For each line below that holds the string "contains", add one to a tally; report that tally alone.

▶ [Source data]:
··········

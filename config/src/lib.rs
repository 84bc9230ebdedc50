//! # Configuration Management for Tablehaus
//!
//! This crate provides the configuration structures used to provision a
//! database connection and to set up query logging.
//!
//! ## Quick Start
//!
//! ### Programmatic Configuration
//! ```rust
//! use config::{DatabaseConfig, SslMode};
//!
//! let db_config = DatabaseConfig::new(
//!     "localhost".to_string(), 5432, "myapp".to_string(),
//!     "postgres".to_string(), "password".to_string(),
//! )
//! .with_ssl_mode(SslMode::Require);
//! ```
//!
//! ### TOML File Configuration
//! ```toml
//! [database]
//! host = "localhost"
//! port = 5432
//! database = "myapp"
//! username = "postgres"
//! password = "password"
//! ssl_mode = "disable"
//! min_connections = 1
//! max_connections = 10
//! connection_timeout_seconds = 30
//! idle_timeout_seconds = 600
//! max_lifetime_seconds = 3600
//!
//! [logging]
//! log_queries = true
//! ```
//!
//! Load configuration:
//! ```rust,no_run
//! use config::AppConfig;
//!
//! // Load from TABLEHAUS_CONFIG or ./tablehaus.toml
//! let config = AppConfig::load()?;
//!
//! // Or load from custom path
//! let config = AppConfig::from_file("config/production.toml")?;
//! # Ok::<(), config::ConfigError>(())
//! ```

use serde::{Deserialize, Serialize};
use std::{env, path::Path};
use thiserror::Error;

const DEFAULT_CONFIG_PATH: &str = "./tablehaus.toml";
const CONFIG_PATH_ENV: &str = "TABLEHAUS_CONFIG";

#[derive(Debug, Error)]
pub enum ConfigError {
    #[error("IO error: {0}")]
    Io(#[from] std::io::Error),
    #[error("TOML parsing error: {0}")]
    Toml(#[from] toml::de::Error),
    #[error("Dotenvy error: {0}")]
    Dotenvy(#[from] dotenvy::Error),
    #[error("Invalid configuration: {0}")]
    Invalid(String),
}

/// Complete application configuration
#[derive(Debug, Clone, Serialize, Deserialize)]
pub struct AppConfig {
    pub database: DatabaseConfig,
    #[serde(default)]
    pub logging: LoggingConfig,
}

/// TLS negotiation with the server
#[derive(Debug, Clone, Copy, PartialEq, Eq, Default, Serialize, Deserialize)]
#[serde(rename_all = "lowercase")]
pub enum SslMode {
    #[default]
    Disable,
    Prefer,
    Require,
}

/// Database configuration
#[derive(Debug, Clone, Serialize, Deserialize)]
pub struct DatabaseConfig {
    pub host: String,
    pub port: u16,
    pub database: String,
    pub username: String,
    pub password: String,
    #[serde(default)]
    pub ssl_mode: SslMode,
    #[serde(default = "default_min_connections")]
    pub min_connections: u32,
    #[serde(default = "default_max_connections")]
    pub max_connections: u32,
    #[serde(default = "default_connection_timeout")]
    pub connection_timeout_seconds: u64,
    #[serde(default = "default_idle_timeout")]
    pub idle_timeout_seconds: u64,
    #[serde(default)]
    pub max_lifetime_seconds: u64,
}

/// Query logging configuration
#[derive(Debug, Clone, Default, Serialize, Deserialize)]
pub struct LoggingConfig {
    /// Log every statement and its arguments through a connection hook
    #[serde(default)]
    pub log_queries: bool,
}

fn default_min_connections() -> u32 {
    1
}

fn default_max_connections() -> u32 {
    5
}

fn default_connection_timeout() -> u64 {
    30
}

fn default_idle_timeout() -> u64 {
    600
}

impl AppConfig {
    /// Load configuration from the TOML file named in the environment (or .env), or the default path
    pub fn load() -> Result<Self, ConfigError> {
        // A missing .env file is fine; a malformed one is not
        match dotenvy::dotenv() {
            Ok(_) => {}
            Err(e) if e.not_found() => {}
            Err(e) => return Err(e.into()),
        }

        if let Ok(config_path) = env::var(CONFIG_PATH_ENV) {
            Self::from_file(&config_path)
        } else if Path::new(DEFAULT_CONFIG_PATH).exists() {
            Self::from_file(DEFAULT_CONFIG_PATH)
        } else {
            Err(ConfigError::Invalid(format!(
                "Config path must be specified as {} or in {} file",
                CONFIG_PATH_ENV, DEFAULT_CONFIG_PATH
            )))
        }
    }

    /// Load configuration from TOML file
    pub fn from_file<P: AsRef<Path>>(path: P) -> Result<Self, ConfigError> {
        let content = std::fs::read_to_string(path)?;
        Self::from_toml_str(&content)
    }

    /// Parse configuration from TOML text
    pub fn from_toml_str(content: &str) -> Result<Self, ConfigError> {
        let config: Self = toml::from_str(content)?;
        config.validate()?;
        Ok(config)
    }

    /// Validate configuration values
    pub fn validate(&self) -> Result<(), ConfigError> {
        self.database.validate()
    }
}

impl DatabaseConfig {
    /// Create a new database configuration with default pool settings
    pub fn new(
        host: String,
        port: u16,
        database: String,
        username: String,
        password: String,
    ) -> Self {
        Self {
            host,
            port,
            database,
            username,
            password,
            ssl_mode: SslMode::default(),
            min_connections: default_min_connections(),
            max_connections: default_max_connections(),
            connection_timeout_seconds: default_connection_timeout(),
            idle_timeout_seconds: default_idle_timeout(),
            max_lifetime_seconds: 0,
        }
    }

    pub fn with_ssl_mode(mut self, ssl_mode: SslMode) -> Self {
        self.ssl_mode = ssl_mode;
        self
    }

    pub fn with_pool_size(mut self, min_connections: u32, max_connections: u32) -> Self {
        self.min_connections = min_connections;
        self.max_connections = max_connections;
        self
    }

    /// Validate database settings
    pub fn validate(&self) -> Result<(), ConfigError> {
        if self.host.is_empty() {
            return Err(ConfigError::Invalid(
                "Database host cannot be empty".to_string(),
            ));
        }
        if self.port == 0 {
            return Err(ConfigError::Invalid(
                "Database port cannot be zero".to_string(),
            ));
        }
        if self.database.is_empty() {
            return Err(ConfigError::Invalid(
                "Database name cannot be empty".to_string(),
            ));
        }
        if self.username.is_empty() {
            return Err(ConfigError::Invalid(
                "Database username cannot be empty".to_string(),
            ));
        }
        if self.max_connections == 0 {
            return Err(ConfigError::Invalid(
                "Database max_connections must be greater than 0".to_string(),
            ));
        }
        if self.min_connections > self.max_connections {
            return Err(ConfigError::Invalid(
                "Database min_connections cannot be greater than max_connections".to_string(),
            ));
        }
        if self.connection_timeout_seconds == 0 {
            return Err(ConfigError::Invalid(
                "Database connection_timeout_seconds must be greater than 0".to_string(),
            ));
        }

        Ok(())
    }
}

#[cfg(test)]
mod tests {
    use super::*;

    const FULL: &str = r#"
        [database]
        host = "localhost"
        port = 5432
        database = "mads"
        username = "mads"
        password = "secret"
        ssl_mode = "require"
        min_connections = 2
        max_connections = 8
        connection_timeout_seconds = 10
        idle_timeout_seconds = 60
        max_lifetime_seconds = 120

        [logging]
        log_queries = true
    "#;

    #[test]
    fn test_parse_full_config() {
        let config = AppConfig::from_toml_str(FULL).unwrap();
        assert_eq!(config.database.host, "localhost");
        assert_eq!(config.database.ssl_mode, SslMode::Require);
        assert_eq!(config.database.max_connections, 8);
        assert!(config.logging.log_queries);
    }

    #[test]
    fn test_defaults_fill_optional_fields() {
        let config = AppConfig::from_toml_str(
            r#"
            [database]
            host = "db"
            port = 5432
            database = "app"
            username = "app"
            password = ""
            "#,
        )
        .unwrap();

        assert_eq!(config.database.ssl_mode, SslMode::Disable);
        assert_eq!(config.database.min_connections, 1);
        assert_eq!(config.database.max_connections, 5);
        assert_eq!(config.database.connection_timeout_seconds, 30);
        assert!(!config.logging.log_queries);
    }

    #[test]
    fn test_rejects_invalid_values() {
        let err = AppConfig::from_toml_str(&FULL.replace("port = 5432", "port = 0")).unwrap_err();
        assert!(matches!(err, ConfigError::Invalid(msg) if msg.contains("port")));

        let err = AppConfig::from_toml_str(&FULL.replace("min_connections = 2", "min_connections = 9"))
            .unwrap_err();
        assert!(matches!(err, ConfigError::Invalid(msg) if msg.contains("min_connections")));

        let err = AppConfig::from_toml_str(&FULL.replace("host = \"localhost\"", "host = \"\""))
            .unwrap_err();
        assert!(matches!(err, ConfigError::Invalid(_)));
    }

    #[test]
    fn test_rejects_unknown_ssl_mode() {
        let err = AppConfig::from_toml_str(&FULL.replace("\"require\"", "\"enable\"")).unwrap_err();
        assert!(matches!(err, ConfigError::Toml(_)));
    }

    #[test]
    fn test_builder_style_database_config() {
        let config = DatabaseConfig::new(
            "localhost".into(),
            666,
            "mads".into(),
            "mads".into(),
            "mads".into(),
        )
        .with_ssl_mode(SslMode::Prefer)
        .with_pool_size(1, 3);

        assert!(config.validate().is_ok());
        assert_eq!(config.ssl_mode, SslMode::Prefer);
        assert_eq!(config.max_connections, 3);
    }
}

··········

▶ [RESPONSE]:
2